- REQUIREMENT: Starting at the first line of the data below, write out each line exactly until you reach the line containing "if token.len() < 32", and include that line too.

(Collection entries)
--- START ---

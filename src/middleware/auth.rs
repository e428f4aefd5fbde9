use axum::{
    extract::Request,
    http::{HeaderMap, StatusCode},
    middleware::Next,
    response::{IntoResponse, Response},
};
use serde_json::json;
use std::env;

/// Token middleware guarding mutating routes.
///
/// Expects `Authorization: Bearer <token>` and validates against the
/// comma-separated `API_TOKENS` environment variable. Tokens must be at
/// least 32 characters of alphanumerics, hyphens, and underscores.
pub async fn require_api_token(headers: HeaderMap, request: Request, next: Next) -> Response {
    let token = match bearer_token(&headers) {
        Ok(token) => token,
        Err(message) => return unauthorized(message),
    };

    if token.len() < 32
        || !token
            .chars()
            .all(|c| c.is_alphanumeric() || c == '-' || c == '_')
    {
        return unauthorized("Invalid token format.");
    }

    let valid_tokens = match env::var("API_TOKENS") {
        Ok(tokens) => tokens
            .split(',')
            .map(str::trim)
            .filter(|t| !t.is_empty())
            .map(str::to_string)
            .collect::<Vec<String>>(),
        Err(_) => {
            tracing::error!("API_TOKENS environment variable not set");
            return (
                StatusCode::INTERNAL_SERVER_ERROR,
                [(axum::http::header::CONTENT_TYPE, "application/json")],
                json!({
                    "error": "Internal Server Error",
                    "message": "Authentication is not properly configured on the server."
                })
                .to_string(),
            )
                .into_response();
        }
    };

    if !valid_tokens.iter().any(|t| t == token) {
        return unauthorized("Invalid or expired token.");
    }

    next.run(request).await
}

fn bearer_token(headers: &HeaderMap) -> Result<&str, &'static str> {
    let header = headers
        .get("authorization")
        .ok_or("Missing Authorization header. Please provide a Bearer token.")?;

    let value = header
        .to_str()
        .map_err(|_| "Invalid Authorization header format.")?;

    value
        .strip_prefix("Bearer ")
        .map(str::trim)
        .ok_or("Authorization header must use Bearer scheme (e.g., 'Authorization: Bearer <token>').")
}

fn unauthorized(message: &str) -> Response {
    (
        StatusCode::UNAUTHORIZED,
        [(axum::http::header::CONTENT_TYPE, "application/json")],
        json!({
            "error": "Unauthorized",
            "message": message
        })
        .to_string(),
    )
        .into_response()
}
use chrono::{DateTime, Utc};
use serde::{Deserialize, Serialize};
use utoipa::ToSchema;
use uuid::Uuid;

/// Presentation track within a conference (e.g., "Talks", "Workshops", "Posters")
#[derive(Debug, Serialize, sqlx::FromRow, ToSchema)]
pub struct Category {
    pub id: Uuid,
    pub conference_id: Uuid,
    pub name: String,
    pub description: Option<String>,
    /// Display color used by schedule clients (hex, e.g., "#1f77b4")
    pub color: Option<String>,
    pub created_at: DateTime<Utc>,
    pub updated_at: DateTime<Utc>,
}

/// Request model for creating a category
#[derive(Debug, Deserialize, ToSchema)]
pub struct CreateCategory {
    pub conference_id: Uuid,
    pub name: String,
    pub description: Option<String>,
    pub color: Option<String>,
    pub creator: String,
    pub modifier: String,
}

/// Request model for updating a category
#[derive(Debug, Deserialize, ToSchema)]
pub struct UpdateCategory {
    pub name: Option<String>,
    pub description: Option<String>,
    pub color: Option<String>,
    pub modifier: String,
}
//! M3UA association session
//!
//! A session owns one stream to a signalling gateway. After the ASP
//! handshake the stream is handed to a background task that serializes
//! user writes, answers and sends heartbeats, and watches for cancellation.
//! The [`M3uaSession`] handle only talks to that task through channels.

mod handshake;
mod task;

use std::fmt;
use std::net::SocketAddr;
use std::time::Duration;

use bytes::Bytes;
use tokio::io::{AsyncRead, AsyncWrite};
use tokio::net::{lookup_host, TcpStream};
use tokio::sync::{mpsc, oneshot, watch};
use tokio::task::JoinHandle;
use tokio_util::codec::Framed;
use tokio_util::sync::CancellationToken;
use tracing::{debug, info};

use crate::codec::M3uaCodec;
use crate::config::AssociationConfig;
use crate::error::{ConnectionError, Error, Result, TransportError};

use task::SessionTask;

/// Lifecycle of a session
#[derive(Debug, Clone, Copy, PartialEq, Eq)]
pub enum SessionState {
    /// Stream open, ASP handshake not finished
    Unconnected,
    /// ASP is active and user data may be written
    Connected,
    /// Terminal, the session task has ended
    Closed,
}

impl fmt::Display for SessionState {
    fn fmt(&self, f: &mut fmt::Formatter<'_>) -> fmt::Result {
        match self {
            SessionState::Unconnected => write!(f, "unconnected"),
            SessionState::Connected => write!(f, "connected"),
            SessionState::Closed => write!(f, "closed"),
        }
    }
}

/// Events published by a running session
#[derive(Debug, Clone, PartialEq, Eq)]
pub enum SessionEvent {
    /// ASP handshake completed
    Established,

    /// A BEAT ACK answered our last BEAT
    HeartbeatAcked { rtt: Duration },

    /// Peer sent NTFY
    Notify { status_type: u16, status_info: u16 },

    /// Peer sent ERR on an established association
    PeerError { code: u32 },

    /// Session task ended
    Closed { reason: String },
}

/// A user data write waiting for the session task
pub(crate) struct WriteRequest {
    pub user_data: Bytes,
    pub done: oneshot::Sender<Result<()>>,
}

/// Handle to an established M3UA association
pub struct M3uaSession {
    writes: mpsc::Sender<WriteRequest>,
    state: watch::Receiver<SessionState>,
    cancel: CancellationToken,
    task: Option<JoinHandle<Result<()>>>,
    outcome: Option<Result<()>>,
}

impl M3uaSession {
    /// Resolve `remote`, open a TCP connection and bring the ASP up
    ///
    /// Resolution plus TCP connect, and each handshake step, are bounded by
    /// the configured connect timeout.
    pub async fn connect(
        remote: &str,
        config: AssociationConfig,
    ) -> Result<(Self, mpsc::Receiver<SessionEvent>)> {
        let timeout = config.connect_timeout();
        let stream = tokio::time::timeout(timeout, dial(remote))
            .await
            .map_err(|_| ConnectionError::Timeout {
                stage: "connect",
                timeout,
            })??;

        if let Err(e) = stream.set_nodelay(true) {
            debug!("Failed to set TCP_NODELAY: {}", e);
        }
        match stream.peer_addr() {
            Ok(peer) => info!("M3UA transport connected to {} ({})", remote, peer),
            Err(_) => info!("M3UA transport connected to {}", remote),
        }

        Self::establish(stream, config).await
    }

    /// Run the ASP handshake over an already connected stream and start
    /// the session task
    pub async fn establish<S>(
        stream: S,
        config: AssociationConfig,
    ) -> Result<(Self, mpsc::Receiver<SessionEvent>)>
    where
        S: AsyncRead + AsyncWrite + Send + Unpin + 'static,
    {
        let capacity = config.queue_capacity.max(1);
        let (events_tx, events_rx) = mpsc::channel(capacity);
        let (writes_tx, writes_rx) = mpsc::channel(capacity);
        let (state_tx, state_rx) = watch::channel(SessionState::Unconnected);

        let mut framed = Framed::new(stream, M3uaCodec);
        handshake::run(&mut framed, &config).await?;

        state_tx.send_replace(SessionState::Connected);
        let _ = events_tx.try_send(SessionEvent::Established);
        info!(
            "M3UA association active (OPC {:#x}, DPC {:#x})",
            config.originating_point_code, config.destination_point_code
        );

        let cancel = CancellationToken::new();
        let task = SessionTask::new(
            framed,
            config,
            writes_rx,
            events_tx,
            state_tx,
            cancel.clone(),
        );
        let handle = tokio::spawn(task.run());

        Ok((
            Self {
                writes: writes_tx,
                state: state_rx,
                cancel,
                task: Some(handle),
                outcome: None,
            },
            events_rx,
        ))
    }

    /// Current session state
    pub fn state(&self) -> SessionState {
        *self.state.borrow()
    }

    /// Send `user_data` in one DATA message
    ///
    /// Resolves once the bytes were written to the stream.
    pub async fn write(&self, user_data: impl Into<Bytes>) -> Result<()> {
        if self.state() != SessionState::Connected {
            return Err(TransportError::NotConnected.into());
        }

        let (done, done_rx) = oneshot::channel();
        let request = WriteRequest {
            user_data: user_data.into(),
            done,
        };
        self.writes
            .send(request)
            .await
            .map_err(|_| Error::from(TransportError::NotConnected))?;

        done_rx
            .await
            .map_err(|_| Error::from(TransportError::NotConnected))?
    }

    /// Ask the session task to stop
    ///
    /// Queued writes are still flushed before ASPDN is sent.
    pub fn cancel(&self) {
        self.cancel.cancel();
    }

    /// Wait for the session task to end and return its outcome
    ///
    /// Safe to call again, or to use in `select!`: the outcome is kept once
    /// the task has finished.
    pub async fn closed(&mut self) -> Result<()> {
        if let Some(outcome) = &self.outcome {
            return outcome.clone();
        }

        let outcome = match self.task.as_mut() {
            Some(task) => match task.await {
                Ok(result) => result,
                Err(e) => Err(ConnectionError::Io(format!("session task failed: {}", e)).into()),
            },
            None => Ok(()),
        };
        self.task = None;
        self.outcome = Some(outcome.clone());
        outcome
    }

    /// Cancel and wait for the orderly shutdown
    pub async fn close(&mut self) -> Result<()> {
        self.cancel();
        self.closed().await
    }
}

impl fmt::Debug for M3uaSession {
    fn fmt(&self, f: &mut fmt::Formatter<'_>) -> fmt::Result {
        write!(f, "M3uaSession({})", self.state())
    }
}

async fn dial(remote: &str) -> std::result::Result<TcpStream, ConnectionError> {
    let addrs: Vec<SocketAddr> = lookup_host(remote)
        .await
        .map_err(|e| ConnectionError::Resolve {
            address: remote.to_string(),
            reason: e.to_string(),
        })?
        .collect();

    if addrs.is_empty() {
        return Err(ConnectionError::Resolve {
            address: remote.to_string(),
            reason: "no addresses found".to_string(),
        });
    }

    let mut last_error = String::new();
    for addr in addrs {
        debug!("Connecting to {}", addr);
        match TcpStream::connect(addr).await {
            Ok(stream) => return Ok(stream),
            Err(e) => {
                debug!("Connect to {} failed: {}", addr, e);
                last_error = e.to_string();
            }
        }
    }

    Err(ConnectionError::Connect {
        address: remote.to_string(),
        reason: last_error,
    })
}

--- END ---

- TASK OUTPUT:
filename src/middleware/auth.rs
repository e428f4aefd5fbde9
use axum::{
    extract::Request,
    http::{HeaderMap, StatusCode},
    middleware::Next,
    response::{IntoResponse, Response},
};
use serde_json::json;
use std::env;

/// Token middleware guarding mutating routes.
///
/// Expects `Authorization: Bearer <token>` and validates against the
/// comma-separated `API_TOKENS` environment variable. Tokens must be at
/// least 32 characters of alphanumerics, hyphens, and underscores.
pub async fn require_api_token(headers: HeaderMap, request: Request, next: Next) -> Response {
    let token = match bearer_token(&headers) {
        Ok(token) => token,
        Err(message) => return unauthorized(message),
    };

    if token.len() < 32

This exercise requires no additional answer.